1. The Charity law in the United Kingdom dates back to 1601 when the State of Charitable Uses Act was enacted and the same has since evolved and known as Charities Act 2011. It is a comprehensive body of law with 385 Sections and 11 Schedules, which establishes the Charity Commission for England and Wales, with the strict responsibility to regulate the entire operations of charities in the United Kingdom and Wales and make copious provisions for the corresponding responsibilities and statutory support from the government of the United Kingdom to the charities, apart from exemption from tax. Here the state is depicted as a dependable support system in law, in truth and indeed! Section 76 Charities Act 2011 titled, Suspension of trustees, etc. and appointment of interim managers’ from where our Section 839 was copied is one out of other 385 Sections, the provision are not as manipulatively domineering and confusion-laden like our Section 839. Thus, it does not make sense to copy the same section and dump it in CAMA in abstract.

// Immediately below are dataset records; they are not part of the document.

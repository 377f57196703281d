//! In-memory film catalog
//!
//! Holds the film records a keyword search ranks over, and answers the two
//! structured lookups of the catalog: films of a genre released in a given
//! year, and the newest films.

use crate::errors::Result;
use crate::provider::CorpusProvider;
use crate::types::Document;
use serde::{Deserialize, Serialize};
use std::io::Read;

/// Maximum number of films returned by a genre/year lookup
pub const GENRE_YEAR_LIMIT: usize = 10;

/// Default length of the newest-films listing
pub const DEFAULT_NEWEST_LIMIT: usize = 10;

/// A single film record
#[derive(Debug, Clone, PartialEq, Eq, Serialize, Deserialize)]
pub struct Film {
    pub film_id: u32,
    pub title: String,
    #[serde(default)]
    pub description: String,
    pub release_year: u16,
    pub genre: String,
}

impl Film {
    pub fn new(
        film_id: u32,
        title: impl Into<String>,
        description: impl Into<String>,
        release_year: u16,
        genre: impl Into<String>,
    ) -> Self {
        Self {
            film_id,
            title: title.into(),
            description: description.into(),
            release_year,
            genre: genre.into(),
        }
    }

    /// The text keyword queries are matched against: title, a space, then
    /// the description.
    pub fn searchable_text(&self) -> String {
        format!("{} {}", self.title, self.description)
    }
}

/// An ordered collection of films
#[derive(Debug, Clone, Default, PartialEq, Eq, Serialize, Deserialize)]
#[serde(transparent)]
pub struct Catalog {
    films: Vec<Film>,
}

impl Catalog {
    pub fn new(films: Vec<Film>) -> Self {
        Self { films }
    }

    /// Parse a catalog from a JSON array of films
    pub fn from_json_str(json: &str) -> Result<Self> {
        Ok(serde_json::from_str(json)?)
    }

    /// Read a catalog from a JSON array of films
    pub fn from_reader<R: Read>(reader: R) -> Result<Self> {
        Ok(serde_json::from_reader(reader)?)
    }

    pub fn films(&self) -> &[Film] {
        &self.films
    }

    pub fn len(&self) -> usize {
        self.films.len()
    }

    pub fn is_empty(&self) -> bool {
        self.films.is_empty()
    }

    /// First film with the given id
    pub fn get(&self, film_id: u32) -> Option<&Film> {
        self.films.iter().find(|f| f.film_id == film_id)
    }

    pub fn push(&mut self, film: Film) {
        self.films.push(film);
    }

    /// Films of `genre` released in `year`, in catalog order, at most
    /// [`GENRE_YEAR_LIMIT`] of them.
    ///
    /// Genre names compare case-insensitively.
    pub fn by_genre_and_year(&self, genre: &str, year: u16) -> Vec<&Film> {
        let genre = genre.trim().to_lowercase();
        self.films
            .iter()
            .filter(|f| f.release_year == year && f.genre.to_lowercase() == genre)
            .take(GENRE_YEAR_LIMIT)
            .collect()
    }

    /// Up to `limit` films, newest release year first; films from the same
    /// year stay in catalog order.
    pub fn newest(&self, limit: usize) -> Vec<&Film> {
        let mut films: Vec<&Film> = self.films.iter().collect();
        films.sort_by(|a, b| b.release_year.cmp(&a.release_year));
        films.truncate(limit);
        films
    }

    /// Documents for the ranker, one per film, in catalog order
    pub fn documents(&self) -> Vec<Document<u32>> {
        self.films
            .iter()
            .map(|f| Document::new(f.film_id, f.searchable_text()))
            .collect()
    }

    /// Documents keyed by catalog position instead of film id.
    ///
    /// Film ids need not be unique; a position always names exactly one film
    /// in [`Catalog::films`].
    pub fn indexed_documents(&self) -> Vec<Document<usize>> {
        self.films
            .iter()
            .enumerate()
            .map(|(idx, f)| Document::new(idx, f.searchable_text()))
            .collect()
    }
}

impl FromIterator<Film> for Catalog {
    fn from_iter<I: IntoIterator<Item = Film>>(iter: I) -> Self {
        Self::new(iter.into_iter().collect())
    }
}

impl CorpusProvider for Catalog {
    type Id = u32;

    fn corpus(&self) -> Result<Vec<Document<u32>>> {
        Ok(self.documents())
    }
}

#[cfg(test)]
mod tests {
    use super::*;

    fn sample() -> Catalog {
        Catalog::new(vec![
            Film::new(1, "ACADEMY DINOSAUR", "An Epic Drama of a Feminist", 2006, "Documentary"),
            Film::new(2, "ACE GOLDFINGER", "A Astounding Epistle of a Database", 2004, "Horror"),
            Film::new(3, "ADAPTATION HOLES", "A Astounding Reflection", 2006, "Documentary"),
            Film::new(4, "AFFAIR PREJUDICE", "A Fanciful Documentary", 2010, "Horror"),
        ])
    }

    #[test]
    fn test_searchable_text() {
        let film = Film::new(9, "HEAT", "A heist drama", 1995, "Action");
        assert_eq!(film.searchable_text(), "HEAT A heist drama");
    }

    #[test]
    fn test_by_genre_and_year() {
        let catalog = sample();
        let ids: Vec<u32> = catalog
            .by_genre_and_year("documentary", 2006)
            .iter()
            .map(|f| f.film_id)
            .collect();
        assert_eq!(ids, vec![1, 3]);

        assert!(catalog.by_genre_and_year("Horror", 2006).is_empty());
    }

    #[test]
    fn test_by_genre_and_year_limit() {
        let catalog: Catalog = (0..25)
            .map(|i| Film::new(i, format!("FILM {i}"), "", 2006, "Comedy"))
            .collect();
        let found = catalog.by_genre_and_year("Comedy", 2006);
        assert_eq!(found.len(), GENRE_YEAR_LIMIT);
        assert_eq!(found[0].film_id, 0);
    }

    #[test]
    fn test_newest_is_stable() {
        let catalog = sample();
        let ids: Vec<u32> = catalog.newest(3).iter().map(|f| f.film_id).collect();
        assert_eq!(ids, vec![4, 1, 3]);
        assert_eq!(catalog.newest(DEFAULT_NEWEST_LIMIT).len(), 4);
        assert!(catalog.newest(0).is_empty());
    }

    #[test]
    fn test_documents_follow_catalog_order() {
        let docs = sample().documents();
        assert_eq!(docs.len(), 4);
        assert_eq!(docs[0].id, 1);
        assert_eq!(docs[0].text, "ACADEMY DINOSAUR An Epic Drama of a Feminist");
    }

    #[test]
    fn test_indexed_documents_use_positions() {
        let catalog = Catalog::new(vec![
            Film::new(7, "HEAT", "x", 1995, "Action"),
            Film::new(7, "COLD", "y", 1996, "Drama"),
        ]);
        let docs = catalog.indexed_documents();
        let ids: Vec<usize> = docs.iter().map(|d| d.id).collect();
        assert_eq!(ids, vec![0, 1]);
        assert_eq!(docs[1].text, "COLD y");
    }

    #[test]
    fn test_from_json() {
        let json = r#"[
            {"film_id": 7, "title": "HEAT", "description": "A heist", "release_year": 1995, "genre": "Action"},
            {"film_id": 8, "title": "UP", "release_year": 2009, "genre": "Animation"}
        ]"#;
        let catalog = Catalog::from_json_str(json).unwrap();
        assert_eq!(catalog.len(), 2);
        assert_eq!(catalog.get(8).unwrap().description, "");
        assert!(catalog.get(99).is_none());

        let catalog = Catalog::from_reader(json.as_bytes()).unwrap();
        assert_eq!(catalog.films()[0].title, "HEAT");
    }

    #[test]
    fn test_from_json_rejects_garbage() {
        assert!(Catalog::from_json_str("{\"films\": 3}").is_err());
    }
}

I was at a webinar where the Registrar General of the CAC was asked to clear the ambiguity between Section 839(1) and 839(2) and after literarily stammering through the question, he was only able to say that there will still be another set of guidelines. I had thought before that a piece of legislation should be clear on the face of it, though it does not have to be perfect. It is important to note therefore that the Charities Act 2011 is robust and detailed legislation, which for over 400 years has evolved through the crucible of extensive consultation and practice scrutiny, taking cognizance of history and culture of a people as it relates to the establishment and operations of charities. It is therefore misleading to compare the same with the provisions of Part F of CAMA 2020, containing paltry 28 Sections (823-850), which do not contain any revolutionary and inspiring provisions apart from seeking to put more and unnecessary burden on associations. If the goal of Part F were to bring a revolution in the regulations of charities in Nigeria, it would be more robust and consultative.
2. If I note without conceding that the goal of the new CAMA provisions is to inspire and enforce due process and healthy Corporate Governance, I beg to submit that probity, transparency, and stewardship is the foundation and culture of the public life and services in most of the developed countries our rulers often seek to copy social and legal innovations from. It is just that these rulers are very astute in the copy of the letters but are deficient in copying the spirit, which is the engine room and operating system of the letter. They do not think that in all good conscience that to inspire the confidence of the populace that the charity of probity, transparency, and stewardship should begin in the homes of the rulers in their public lives and rending public services, noting that the leaders of charity organizations and our rulers both hold resources in trust for people. It is a case of those who come to equity must come with clean hands. One of my points here is that we cannot compare the decency, integrity, fairness, civilization, and effectiveness that the Charity Commission for England and Wales and the legal system as a whole employ in regulating charities and responding to matters concerning them in that clime with the conduct of our Corporate Affairs Commission and our legal system, which we all know are inherently plagued with this engrained social malady, called the ‘Nigerian Factor’.
Akinlami a social development lawyer is based in Lagos.